Picking a better-researched constant might still be a good idea.

		Linus
-
To unsubscribe from this list: send the line "unsubscribe git" in
the body of a message to majordomo@vger.kernel.org
More majordomo info at  http://vger.kernel.org/majordomo-info.html
Previous message: [thread] [date] [author]
Next message: [thread] [date] [author]

Messages in current thread:
I'm a total push-over.., Linus Torvalds, (Tue Jan 22, 4:37 pm)
Re: I'm a total push-over.., Kevin Ballard, (Tue Jan 22, 6:35 pm)
Re: I'm a total push-over.., Junio C Hamano, (Tue Jan 22, 7:23 pm)

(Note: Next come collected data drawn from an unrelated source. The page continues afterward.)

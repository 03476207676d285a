//
// Copyright 2017-2026 Hans W. Uhlig. All Rights Reserved.
//
// Licensed under the Apache License, Version 2.0 (the "License");
// you may not use this file except in compliance with the License.
// You may obtain a copy of the License at
//
//      http://www.apache.org/licenses/LICENSE-2.0
//
// Unless required by applicable law or agreed to in writing, software
// distributed under the License is distributed on an "AS IS" BASIS,
// WITHOUT WARRANTIES OR CONDITIONS OF ANY KIND, either express or implied.
// See the License for the specific language governing permissions and
// limitations under the License.
//

//! A single client's line stream

use crate::{BbsError, ConnectionId, Result};
use futures_util::{SinkExt, StreamExt};
use std::net::SocketAddr;
use std::time::Instant;
use telbbs_linecodec::LineCodec;
use tokio::io::AsyncWriteExt;
use tokio::net::TcpStream;
use tokio_util::codec::Framed;
use tracing::{debug, info, instrument, trace};

/// A client connection framed into lines
///
/// The connection is owned by exactly one worker task. Dropping it releases the socket, and
/// [`close`](BbsConnection::close) may be called any number of times before that.
pub struct BbsConnection {
    framed: Framed<TcpStream, LineCodec>,

    id: ConnectionId,
    peer_addr: SocketAddr,
    created_at: Instant,

    closed: bool,
    lines_received: u64,
    messages_sent: u64,
}

impl BbsConnection {
    /// Wrap a TCP stream, rejecting input lines longer than `max_line_length` bytes
    #[instrument(skip(socket), fields(connection_id = %id))]
    pub fn wrap(socket: TcpStream, id: ConnectionId, max_line_length: usize) -> Result<Self> {
        let peer_addr = socket.peer_addr()?;
        socket.set_nodelay(true)?;

        info!(peer_addr = %peer_addr, "Creating new BBS connection");

        Ok(Self {
            framed: Framed::new(socket, LineCodec::with_max_length(max_line_length)),
            id,
            peer_addr,
            created_at: Instant::now(),
            closed: false,
            lines_received: 0,
            messages_sent: 0,
        })
    }

    /// Get the connection ID
    pub fn id(&self) -> ConnectionId {
        self.id
    }

    /// Get the peer address
    pub fn peer_addr(&self) -> SocketAddr {
        self.peer_addr
    }

    /// Get when the connection was created
    pub fn created_at(&self) -> Instant {
        self.created_at
    }

    /// Check whether [`close`](BbsConnection::close) has been called
    pub fn is_closed(&self) -> bool {
        self.closed
    }

    /// Get lines received
    pub fn lines_received(&self) -> u64 {
        self.lines_received
    }

    /// Get messages sent
    pub fn messages_sent(&self) -> u64 {
        self.messages_sent
    }

    /// Receive the next input line
    ///
    /// Returns `Ok(None)` once the peer has closed its side or the connection was closed locally.
    /// Cancelling the returned future loses no input; buffered bytes stay in the codec.
    pub async fn next_line(&mut self) -> Result<Option<String>> {
        if self.closed {
            return Ok(None);
        }

        match self.framed.next().await {
            Some(Ok(line)) => {
                self.lines_received += 1;
                trace!(connection_id = %self.id, length = line.len(), "Line received");
                Ok(Some(line))
            }
            Some(Err(e)) => Err(e.into()),
            None => {
                debug!(connection_id = %self.id, "Connection stream ended");
                Ok(None)
            }
        }
    }

    /// Send one message and flush it
    pub async fn send(&mut self, text: &str) -> Result<()> {
        self.send_all([text]).await
    }

    /// Send several messages with a single flush
    pub async fn send_all<I, S>(&mut self, messages: I) -> Result<()>
    where
        I: IntoIterator<Item = S>,
        S: AsRef<str>,
    {
        if self.closed {
            return Err(BbsError::ConnectionClosed);
        }

        for message in messages {
            self.framed.feed(message.as_ref()).await?;
            self.messages_sent += 1;
        }
        SinkExt::<&str>::flush(&mut self.framed).await?;
        Ok(())
    }

    /// Flush pending output and shut down the write side
    ///
    /// Only the first call touches the socket; later calls return `Ok(())` immediately.
    #[instrument(skip(self), fields(connection_id = %self.id))]
    pub async fn close(&mut self) -> Result<()> {
        if self.closed {
            trace!("Connection already closed");
            return Ok(());
        }
        self.closed = true;

        let flushed = SinkExt::<&str>::flush(&mut self.framed).await;
        let shutdown = self.framed.get_mut().shutdown().await;
        debug!(
            lines_received = self.lines_received,
            messages_sent = self.messages_sent,
            "Connection closed"
        );

        flushed?;
        shutdown?;
        Ok(())
    }
}

impl std::fmt::Debug for BbsConnection {
    fn fmt(&self, f: &mut std::fmt::Formatter<'_>) -> std::fmt::Result {
        f.debug_struct("BbsConnection")
            .field("id", &self.id)
            .field("peer_addr", &self.peer_addr)
            .field("created_at", &self.created_at)
            .field("closed", &self.closed)
            .finish()
    }
}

Re: I'm a total push-over.., Junio C Hamano, (Tue Jan 22, 7:36 pm)
Re: I'm a total push-over.., Linus Torvalds, (Tue Jan 22, 7:58 pm)
Re: I'm a total push-over.., Linus Torvalds, (Tue Jan 22, 8:19 pm)
Re: I'm a total push-over.., Junio C Hamano, (Wed Jan 23, 12:23 am)
Re: I'm a total push-over.., Andreas Ericsson, (Wed Jan 23, 1:32 am)
Re: I'm a total push-over.., Dmitry Potapov, (Wed Jan 23, 2:15 am)
Re: I'm a total push-over.., Andreas Ericsson, (Wed Jan 23, 2:31 am)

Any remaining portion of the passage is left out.